■ **Problem to solve**
The string "const" may appear in lines of the entries below. Report how many lines hold it, with only the number.
-- Data for the task follows --
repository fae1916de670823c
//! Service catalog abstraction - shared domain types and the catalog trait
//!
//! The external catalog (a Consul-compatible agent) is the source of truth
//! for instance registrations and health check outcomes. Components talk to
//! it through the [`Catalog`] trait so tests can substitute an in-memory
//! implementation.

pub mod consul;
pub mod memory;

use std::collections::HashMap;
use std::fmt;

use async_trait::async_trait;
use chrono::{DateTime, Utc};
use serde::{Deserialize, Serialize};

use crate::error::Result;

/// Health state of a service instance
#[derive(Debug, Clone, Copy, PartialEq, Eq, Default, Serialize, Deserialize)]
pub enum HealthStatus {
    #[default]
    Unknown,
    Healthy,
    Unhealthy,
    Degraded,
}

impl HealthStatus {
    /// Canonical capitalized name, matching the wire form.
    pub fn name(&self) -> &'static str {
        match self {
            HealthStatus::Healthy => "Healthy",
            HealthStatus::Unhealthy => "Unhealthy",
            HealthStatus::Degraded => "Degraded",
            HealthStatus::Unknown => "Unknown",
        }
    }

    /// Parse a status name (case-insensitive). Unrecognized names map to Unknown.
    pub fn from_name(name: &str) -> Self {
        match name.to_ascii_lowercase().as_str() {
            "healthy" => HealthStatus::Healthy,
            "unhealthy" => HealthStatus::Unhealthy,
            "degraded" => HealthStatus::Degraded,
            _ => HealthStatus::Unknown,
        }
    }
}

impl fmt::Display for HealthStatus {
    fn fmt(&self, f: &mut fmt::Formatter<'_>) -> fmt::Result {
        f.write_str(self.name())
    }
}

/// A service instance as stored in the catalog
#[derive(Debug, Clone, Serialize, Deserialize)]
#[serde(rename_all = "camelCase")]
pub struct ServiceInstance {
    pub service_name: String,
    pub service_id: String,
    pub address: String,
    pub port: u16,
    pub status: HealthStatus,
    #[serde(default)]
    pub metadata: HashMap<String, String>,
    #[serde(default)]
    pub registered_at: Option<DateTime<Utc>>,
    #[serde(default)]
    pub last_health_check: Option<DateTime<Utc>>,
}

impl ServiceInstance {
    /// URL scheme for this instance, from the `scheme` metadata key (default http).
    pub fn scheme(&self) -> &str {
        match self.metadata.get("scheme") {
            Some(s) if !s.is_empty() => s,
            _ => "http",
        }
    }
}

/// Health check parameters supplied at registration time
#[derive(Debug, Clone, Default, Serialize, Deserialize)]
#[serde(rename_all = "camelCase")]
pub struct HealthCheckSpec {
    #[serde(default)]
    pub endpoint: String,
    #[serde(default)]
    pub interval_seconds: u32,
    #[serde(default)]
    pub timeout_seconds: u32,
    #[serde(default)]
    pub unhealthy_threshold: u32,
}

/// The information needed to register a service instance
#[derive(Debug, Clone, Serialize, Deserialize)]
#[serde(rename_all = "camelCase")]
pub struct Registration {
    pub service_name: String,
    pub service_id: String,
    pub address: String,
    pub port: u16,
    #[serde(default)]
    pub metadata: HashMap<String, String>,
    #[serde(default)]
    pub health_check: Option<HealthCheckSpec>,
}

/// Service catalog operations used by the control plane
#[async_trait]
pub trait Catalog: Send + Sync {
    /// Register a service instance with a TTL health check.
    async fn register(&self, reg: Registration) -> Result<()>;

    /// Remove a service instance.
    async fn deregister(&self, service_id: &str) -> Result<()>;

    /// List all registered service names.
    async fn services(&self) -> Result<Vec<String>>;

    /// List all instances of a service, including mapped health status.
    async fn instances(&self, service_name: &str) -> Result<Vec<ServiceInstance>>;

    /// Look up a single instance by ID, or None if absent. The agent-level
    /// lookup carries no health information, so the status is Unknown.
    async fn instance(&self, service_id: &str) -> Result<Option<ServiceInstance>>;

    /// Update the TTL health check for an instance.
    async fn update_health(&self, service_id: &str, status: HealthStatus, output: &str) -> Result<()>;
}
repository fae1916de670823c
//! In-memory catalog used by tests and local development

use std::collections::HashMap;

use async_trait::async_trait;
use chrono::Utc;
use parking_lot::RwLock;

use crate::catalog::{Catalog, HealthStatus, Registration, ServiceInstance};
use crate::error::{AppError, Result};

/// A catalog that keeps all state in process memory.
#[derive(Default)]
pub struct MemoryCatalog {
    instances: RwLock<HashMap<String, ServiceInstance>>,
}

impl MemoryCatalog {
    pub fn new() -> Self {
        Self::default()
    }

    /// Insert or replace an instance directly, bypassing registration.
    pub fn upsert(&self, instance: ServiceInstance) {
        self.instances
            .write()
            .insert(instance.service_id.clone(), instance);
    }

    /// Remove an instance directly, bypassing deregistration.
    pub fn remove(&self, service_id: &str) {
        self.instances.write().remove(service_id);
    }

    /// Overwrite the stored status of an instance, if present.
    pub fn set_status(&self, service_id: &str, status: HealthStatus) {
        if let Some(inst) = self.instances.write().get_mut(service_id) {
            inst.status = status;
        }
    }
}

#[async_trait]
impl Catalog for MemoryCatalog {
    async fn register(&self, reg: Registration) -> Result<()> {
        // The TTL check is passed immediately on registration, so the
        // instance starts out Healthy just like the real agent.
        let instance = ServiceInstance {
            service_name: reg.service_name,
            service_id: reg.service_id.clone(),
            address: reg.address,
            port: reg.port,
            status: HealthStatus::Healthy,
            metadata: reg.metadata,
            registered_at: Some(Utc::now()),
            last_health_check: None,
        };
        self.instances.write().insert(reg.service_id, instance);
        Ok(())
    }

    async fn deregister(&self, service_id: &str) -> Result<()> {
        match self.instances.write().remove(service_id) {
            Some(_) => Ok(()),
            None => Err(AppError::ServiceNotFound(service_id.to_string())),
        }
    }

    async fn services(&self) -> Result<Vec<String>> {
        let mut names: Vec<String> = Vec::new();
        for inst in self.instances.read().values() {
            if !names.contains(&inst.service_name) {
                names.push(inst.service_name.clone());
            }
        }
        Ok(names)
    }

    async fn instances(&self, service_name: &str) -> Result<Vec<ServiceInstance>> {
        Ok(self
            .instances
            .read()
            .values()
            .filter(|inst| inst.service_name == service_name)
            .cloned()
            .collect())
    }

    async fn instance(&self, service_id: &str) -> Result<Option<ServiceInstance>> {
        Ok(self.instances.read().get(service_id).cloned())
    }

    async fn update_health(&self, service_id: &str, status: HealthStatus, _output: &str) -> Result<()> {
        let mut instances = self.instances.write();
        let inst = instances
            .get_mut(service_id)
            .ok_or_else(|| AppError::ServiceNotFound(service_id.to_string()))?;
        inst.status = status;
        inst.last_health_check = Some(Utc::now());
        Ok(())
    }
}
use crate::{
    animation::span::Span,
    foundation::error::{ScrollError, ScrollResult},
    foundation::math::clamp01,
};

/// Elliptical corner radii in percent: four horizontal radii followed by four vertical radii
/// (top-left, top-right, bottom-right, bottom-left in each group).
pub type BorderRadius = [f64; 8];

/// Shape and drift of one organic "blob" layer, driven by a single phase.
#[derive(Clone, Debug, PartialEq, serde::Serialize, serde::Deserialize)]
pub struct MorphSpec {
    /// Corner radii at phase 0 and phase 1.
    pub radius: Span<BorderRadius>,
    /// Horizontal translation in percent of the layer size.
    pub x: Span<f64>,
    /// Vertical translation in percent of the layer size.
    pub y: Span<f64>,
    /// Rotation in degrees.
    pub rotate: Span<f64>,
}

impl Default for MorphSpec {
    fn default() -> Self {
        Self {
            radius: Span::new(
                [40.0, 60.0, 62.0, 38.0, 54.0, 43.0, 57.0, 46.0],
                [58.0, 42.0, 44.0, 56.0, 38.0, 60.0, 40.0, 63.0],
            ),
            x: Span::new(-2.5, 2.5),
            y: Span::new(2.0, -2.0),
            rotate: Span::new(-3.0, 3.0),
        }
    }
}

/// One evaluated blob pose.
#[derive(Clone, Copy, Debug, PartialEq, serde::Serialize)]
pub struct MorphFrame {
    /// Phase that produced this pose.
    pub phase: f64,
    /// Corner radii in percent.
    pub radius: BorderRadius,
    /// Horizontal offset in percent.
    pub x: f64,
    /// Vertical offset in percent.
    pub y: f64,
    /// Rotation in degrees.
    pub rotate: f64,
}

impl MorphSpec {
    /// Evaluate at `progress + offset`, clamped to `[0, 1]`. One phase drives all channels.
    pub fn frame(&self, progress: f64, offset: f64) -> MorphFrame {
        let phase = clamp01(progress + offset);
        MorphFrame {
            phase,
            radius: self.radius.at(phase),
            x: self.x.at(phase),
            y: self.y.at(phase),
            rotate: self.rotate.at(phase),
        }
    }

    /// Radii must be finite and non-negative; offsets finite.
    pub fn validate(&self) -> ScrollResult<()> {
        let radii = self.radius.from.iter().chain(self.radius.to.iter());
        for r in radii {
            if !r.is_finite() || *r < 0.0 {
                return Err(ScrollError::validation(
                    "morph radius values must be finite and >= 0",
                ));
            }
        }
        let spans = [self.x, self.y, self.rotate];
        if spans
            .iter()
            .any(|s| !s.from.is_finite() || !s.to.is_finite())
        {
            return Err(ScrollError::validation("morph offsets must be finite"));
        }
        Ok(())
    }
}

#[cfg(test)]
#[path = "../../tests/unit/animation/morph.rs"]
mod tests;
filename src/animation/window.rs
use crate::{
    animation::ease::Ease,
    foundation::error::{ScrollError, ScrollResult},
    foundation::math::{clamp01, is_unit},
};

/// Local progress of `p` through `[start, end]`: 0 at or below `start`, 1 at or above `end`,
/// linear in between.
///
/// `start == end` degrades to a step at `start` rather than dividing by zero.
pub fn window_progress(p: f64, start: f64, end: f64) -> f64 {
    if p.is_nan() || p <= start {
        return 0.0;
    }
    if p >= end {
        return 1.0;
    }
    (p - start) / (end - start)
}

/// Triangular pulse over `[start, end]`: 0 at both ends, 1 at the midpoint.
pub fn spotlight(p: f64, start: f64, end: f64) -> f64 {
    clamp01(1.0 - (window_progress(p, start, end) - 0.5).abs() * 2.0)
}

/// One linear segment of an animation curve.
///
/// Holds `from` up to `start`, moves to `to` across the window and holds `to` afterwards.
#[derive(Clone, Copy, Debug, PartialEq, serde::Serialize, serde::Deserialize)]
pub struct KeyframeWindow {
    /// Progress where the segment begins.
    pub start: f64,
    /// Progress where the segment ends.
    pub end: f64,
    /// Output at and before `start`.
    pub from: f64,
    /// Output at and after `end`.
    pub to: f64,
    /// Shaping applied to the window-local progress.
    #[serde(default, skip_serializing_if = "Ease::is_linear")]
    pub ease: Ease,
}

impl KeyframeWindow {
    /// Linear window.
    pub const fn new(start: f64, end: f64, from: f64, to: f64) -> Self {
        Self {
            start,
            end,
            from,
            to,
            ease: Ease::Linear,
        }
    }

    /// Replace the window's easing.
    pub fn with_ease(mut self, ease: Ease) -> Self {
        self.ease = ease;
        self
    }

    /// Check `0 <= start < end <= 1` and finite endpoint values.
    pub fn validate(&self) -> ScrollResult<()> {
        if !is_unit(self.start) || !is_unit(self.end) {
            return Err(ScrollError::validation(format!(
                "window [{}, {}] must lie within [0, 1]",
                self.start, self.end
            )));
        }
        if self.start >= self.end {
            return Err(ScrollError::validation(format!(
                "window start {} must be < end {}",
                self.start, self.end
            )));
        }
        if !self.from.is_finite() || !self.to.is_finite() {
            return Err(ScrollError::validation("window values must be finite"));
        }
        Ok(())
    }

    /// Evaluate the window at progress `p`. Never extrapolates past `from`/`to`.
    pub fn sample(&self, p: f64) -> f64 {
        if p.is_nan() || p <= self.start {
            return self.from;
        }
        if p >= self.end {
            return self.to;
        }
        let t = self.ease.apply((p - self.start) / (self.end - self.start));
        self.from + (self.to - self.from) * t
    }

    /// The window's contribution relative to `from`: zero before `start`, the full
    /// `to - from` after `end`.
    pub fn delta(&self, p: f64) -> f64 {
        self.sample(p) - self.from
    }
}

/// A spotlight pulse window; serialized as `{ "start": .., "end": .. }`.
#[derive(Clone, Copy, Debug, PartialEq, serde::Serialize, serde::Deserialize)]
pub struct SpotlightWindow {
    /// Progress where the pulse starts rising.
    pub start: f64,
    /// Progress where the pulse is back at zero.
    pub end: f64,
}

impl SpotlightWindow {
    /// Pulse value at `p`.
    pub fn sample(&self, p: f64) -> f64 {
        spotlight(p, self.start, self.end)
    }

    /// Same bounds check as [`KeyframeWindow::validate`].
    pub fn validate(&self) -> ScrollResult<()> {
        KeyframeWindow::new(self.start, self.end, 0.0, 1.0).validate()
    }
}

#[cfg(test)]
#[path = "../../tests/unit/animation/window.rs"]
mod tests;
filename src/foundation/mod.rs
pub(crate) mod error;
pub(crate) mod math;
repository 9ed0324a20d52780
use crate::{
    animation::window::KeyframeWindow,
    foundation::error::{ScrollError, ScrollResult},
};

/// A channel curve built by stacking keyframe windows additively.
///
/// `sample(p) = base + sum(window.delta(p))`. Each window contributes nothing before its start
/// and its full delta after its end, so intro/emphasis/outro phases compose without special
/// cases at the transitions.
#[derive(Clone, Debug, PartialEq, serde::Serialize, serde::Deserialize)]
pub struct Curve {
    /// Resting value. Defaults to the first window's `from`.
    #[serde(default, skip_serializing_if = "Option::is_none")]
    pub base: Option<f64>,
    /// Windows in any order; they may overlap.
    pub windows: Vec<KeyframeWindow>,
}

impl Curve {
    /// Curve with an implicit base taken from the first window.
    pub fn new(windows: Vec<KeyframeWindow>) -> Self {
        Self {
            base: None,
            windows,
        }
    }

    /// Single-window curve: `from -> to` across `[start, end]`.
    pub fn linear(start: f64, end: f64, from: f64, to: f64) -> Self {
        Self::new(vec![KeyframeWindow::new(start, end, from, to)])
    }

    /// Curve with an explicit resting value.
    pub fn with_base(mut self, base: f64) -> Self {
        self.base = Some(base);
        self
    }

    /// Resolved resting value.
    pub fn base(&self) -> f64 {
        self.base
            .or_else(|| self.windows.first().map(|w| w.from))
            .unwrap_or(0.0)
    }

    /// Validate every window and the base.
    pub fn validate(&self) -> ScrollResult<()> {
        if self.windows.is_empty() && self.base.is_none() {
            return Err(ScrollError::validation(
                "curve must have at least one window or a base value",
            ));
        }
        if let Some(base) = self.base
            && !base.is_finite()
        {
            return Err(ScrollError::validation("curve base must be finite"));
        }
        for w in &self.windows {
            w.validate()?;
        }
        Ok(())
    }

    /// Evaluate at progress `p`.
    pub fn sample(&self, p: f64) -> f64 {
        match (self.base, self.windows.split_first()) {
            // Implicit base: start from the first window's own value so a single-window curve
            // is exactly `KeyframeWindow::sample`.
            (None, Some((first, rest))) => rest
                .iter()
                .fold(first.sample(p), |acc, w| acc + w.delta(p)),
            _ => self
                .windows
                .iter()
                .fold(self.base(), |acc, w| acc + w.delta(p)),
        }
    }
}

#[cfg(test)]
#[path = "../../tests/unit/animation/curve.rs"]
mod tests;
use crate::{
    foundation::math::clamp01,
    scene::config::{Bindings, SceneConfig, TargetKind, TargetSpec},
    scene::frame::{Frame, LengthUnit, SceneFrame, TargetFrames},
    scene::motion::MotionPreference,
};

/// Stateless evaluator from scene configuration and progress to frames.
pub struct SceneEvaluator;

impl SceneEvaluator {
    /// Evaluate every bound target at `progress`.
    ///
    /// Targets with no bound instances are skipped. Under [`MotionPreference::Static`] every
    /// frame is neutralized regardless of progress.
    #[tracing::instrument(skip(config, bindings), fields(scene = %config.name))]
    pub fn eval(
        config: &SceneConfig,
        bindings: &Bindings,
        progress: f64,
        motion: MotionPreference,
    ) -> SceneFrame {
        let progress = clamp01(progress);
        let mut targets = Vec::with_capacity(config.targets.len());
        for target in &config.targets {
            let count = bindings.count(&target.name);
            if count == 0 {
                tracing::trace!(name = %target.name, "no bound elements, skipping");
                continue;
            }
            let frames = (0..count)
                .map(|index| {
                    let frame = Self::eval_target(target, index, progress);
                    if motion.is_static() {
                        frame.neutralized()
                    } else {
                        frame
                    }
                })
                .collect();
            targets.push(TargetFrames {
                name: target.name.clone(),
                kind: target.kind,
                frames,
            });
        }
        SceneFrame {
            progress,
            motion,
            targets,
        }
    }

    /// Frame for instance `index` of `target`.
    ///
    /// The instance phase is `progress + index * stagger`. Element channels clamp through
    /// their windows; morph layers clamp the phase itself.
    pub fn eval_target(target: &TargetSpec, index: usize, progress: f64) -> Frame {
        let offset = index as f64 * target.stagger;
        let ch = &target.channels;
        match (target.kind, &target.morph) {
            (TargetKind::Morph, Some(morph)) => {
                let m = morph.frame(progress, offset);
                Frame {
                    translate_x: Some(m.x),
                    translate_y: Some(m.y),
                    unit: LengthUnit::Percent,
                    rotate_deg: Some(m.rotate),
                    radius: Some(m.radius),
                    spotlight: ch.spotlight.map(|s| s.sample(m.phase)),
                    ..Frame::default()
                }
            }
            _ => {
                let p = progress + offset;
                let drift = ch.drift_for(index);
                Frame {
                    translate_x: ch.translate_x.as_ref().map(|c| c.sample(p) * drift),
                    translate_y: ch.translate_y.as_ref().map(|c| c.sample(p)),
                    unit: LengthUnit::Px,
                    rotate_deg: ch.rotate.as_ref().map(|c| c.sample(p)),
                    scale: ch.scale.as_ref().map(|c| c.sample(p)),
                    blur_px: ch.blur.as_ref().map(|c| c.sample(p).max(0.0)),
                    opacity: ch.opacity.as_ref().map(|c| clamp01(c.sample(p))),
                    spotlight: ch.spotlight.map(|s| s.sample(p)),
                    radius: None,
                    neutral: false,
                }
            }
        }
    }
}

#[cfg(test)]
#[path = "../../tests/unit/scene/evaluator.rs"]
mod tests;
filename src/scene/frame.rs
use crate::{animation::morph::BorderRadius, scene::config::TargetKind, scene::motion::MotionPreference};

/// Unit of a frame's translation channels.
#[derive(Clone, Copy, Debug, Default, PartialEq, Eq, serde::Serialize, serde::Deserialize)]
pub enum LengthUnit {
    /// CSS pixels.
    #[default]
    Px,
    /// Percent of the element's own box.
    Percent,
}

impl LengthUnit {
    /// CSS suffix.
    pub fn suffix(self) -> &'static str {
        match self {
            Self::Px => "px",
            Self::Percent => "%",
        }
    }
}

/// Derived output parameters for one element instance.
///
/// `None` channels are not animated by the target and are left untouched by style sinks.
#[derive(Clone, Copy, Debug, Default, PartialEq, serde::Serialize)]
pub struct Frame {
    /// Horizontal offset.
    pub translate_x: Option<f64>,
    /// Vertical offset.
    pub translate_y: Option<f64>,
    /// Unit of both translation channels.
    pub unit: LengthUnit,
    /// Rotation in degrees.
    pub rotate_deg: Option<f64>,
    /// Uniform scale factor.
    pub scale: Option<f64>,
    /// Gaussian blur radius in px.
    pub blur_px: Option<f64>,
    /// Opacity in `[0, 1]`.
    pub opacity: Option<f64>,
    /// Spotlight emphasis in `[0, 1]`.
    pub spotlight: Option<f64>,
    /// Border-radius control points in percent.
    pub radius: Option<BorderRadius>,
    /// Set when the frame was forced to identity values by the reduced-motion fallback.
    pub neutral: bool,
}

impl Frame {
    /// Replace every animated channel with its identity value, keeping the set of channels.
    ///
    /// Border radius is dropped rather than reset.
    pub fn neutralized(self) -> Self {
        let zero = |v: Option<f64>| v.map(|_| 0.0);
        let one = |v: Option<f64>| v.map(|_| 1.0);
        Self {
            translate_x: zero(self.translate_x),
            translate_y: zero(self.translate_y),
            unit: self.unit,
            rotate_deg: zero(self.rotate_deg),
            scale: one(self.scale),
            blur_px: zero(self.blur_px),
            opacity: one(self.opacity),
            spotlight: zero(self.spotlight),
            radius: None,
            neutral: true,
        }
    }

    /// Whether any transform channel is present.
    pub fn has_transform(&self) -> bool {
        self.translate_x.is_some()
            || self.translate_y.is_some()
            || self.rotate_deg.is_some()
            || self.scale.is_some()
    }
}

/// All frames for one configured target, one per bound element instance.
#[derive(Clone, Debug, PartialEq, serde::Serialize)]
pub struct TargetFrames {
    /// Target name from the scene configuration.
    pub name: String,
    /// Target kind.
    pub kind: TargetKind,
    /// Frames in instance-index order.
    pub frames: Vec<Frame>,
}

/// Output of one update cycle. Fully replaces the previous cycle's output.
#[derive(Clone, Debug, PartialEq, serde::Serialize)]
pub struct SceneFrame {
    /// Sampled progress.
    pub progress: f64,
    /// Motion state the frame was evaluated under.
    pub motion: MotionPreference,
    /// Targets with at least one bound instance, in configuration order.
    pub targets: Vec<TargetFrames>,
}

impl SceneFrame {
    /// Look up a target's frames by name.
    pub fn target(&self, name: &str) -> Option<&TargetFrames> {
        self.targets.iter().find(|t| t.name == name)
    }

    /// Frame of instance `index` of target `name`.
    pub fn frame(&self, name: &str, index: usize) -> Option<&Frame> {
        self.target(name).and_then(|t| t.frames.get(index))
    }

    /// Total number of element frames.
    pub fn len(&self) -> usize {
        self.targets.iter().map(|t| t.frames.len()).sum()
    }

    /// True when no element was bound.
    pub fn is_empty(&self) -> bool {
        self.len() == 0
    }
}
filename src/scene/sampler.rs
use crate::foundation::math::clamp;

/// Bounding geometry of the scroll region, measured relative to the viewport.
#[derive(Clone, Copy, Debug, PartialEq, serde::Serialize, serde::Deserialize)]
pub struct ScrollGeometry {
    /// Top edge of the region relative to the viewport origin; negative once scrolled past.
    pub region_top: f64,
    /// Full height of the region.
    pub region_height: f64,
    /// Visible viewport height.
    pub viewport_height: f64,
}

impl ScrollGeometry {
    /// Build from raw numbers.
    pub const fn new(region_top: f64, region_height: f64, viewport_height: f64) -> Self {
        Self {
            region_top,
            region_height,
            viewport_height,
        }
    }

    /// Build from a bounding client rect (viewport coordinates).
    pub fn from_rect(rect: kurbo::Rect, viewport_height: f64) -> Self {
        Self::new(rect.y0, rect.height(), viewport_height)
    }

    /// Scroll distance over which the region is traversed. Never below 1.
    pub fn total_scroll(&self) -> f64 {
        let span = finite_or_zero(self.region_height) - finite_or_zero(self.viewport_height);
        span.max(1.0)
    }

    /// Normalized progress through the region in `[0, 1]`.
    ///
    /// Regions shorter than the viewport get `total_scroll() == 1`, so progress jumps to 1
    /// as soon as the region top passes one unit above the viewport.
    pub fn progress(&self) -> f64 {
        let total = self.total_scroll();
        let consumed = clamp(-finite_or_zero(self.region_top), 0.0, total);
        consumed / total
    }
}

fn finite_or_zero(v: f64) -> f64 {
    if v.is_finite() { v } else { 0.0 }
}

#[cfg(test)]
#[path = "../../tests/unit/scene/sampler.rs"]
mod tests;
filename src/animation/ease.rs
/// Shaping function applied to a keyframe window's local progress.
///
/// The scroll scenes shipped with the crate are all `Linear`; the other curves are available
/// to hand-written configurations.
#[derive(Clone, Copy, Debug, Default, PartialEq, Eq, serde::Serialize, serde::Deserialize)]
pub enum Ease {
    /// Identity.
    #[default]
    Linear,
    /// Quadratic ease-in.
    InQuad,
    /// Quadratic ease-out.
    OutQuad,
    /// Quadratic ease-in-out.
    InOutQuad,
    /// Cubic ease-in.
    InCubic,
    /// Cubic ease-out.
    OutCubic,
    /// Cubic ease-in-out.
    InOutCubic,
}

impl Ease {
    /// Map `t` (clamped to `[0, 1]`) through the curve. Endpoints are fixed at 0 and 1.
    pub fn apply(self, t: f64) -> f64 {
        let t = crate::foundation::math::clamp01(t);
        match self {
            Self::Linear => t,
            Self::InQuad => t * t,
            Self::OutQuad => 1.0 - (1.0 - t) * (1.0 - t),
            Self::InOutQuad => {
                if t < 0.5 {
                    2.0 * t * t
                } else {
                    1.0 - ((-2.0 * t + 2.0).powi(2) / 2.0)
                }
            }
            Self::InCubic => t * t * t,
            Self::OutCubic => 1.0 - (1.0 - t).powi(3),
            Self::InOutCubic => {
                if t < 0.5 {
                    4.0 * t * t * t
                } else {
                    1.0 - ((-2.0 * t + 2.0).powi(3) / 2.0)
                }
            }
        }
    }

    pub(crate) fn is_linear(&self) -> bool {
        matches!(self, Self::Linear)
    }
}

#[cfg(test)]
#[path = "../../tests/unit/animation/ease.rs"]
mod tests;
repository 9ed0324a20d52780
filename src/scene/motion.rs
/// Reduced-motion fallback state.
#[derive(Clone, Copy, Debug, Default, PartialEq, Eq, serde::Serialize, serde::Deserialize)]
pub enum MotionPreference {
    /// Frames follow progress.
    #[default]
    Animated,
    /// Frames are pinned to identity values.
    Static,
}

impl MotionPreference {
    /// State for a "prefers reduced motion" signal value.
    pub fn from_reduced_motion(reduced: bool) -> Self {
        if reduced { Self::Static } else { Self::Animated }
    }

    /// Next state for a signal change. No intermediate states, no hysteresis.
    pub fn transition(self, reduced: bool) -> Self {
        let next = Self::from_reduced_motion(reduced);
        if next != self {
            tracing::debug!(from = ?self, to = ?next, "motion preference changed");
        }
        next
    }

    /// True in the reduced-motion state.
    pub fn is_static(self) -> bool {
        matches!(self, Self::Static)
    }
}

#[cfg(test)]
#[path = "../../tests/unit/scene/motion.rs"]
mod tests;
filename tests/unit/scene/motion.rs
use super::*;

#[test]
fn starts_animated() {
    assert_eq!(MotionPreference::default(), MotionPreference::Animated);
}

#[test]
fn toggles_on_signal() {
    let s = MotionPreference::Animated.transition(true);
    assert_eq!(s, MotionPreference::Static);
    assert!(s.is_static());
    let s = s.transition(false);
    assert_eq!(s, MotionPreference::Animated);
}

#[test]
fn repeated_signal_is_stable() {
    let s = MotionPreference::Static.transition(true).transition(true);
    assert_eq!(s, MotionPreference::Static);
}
-- Data for the task concluded --
■ **Worked solution**
2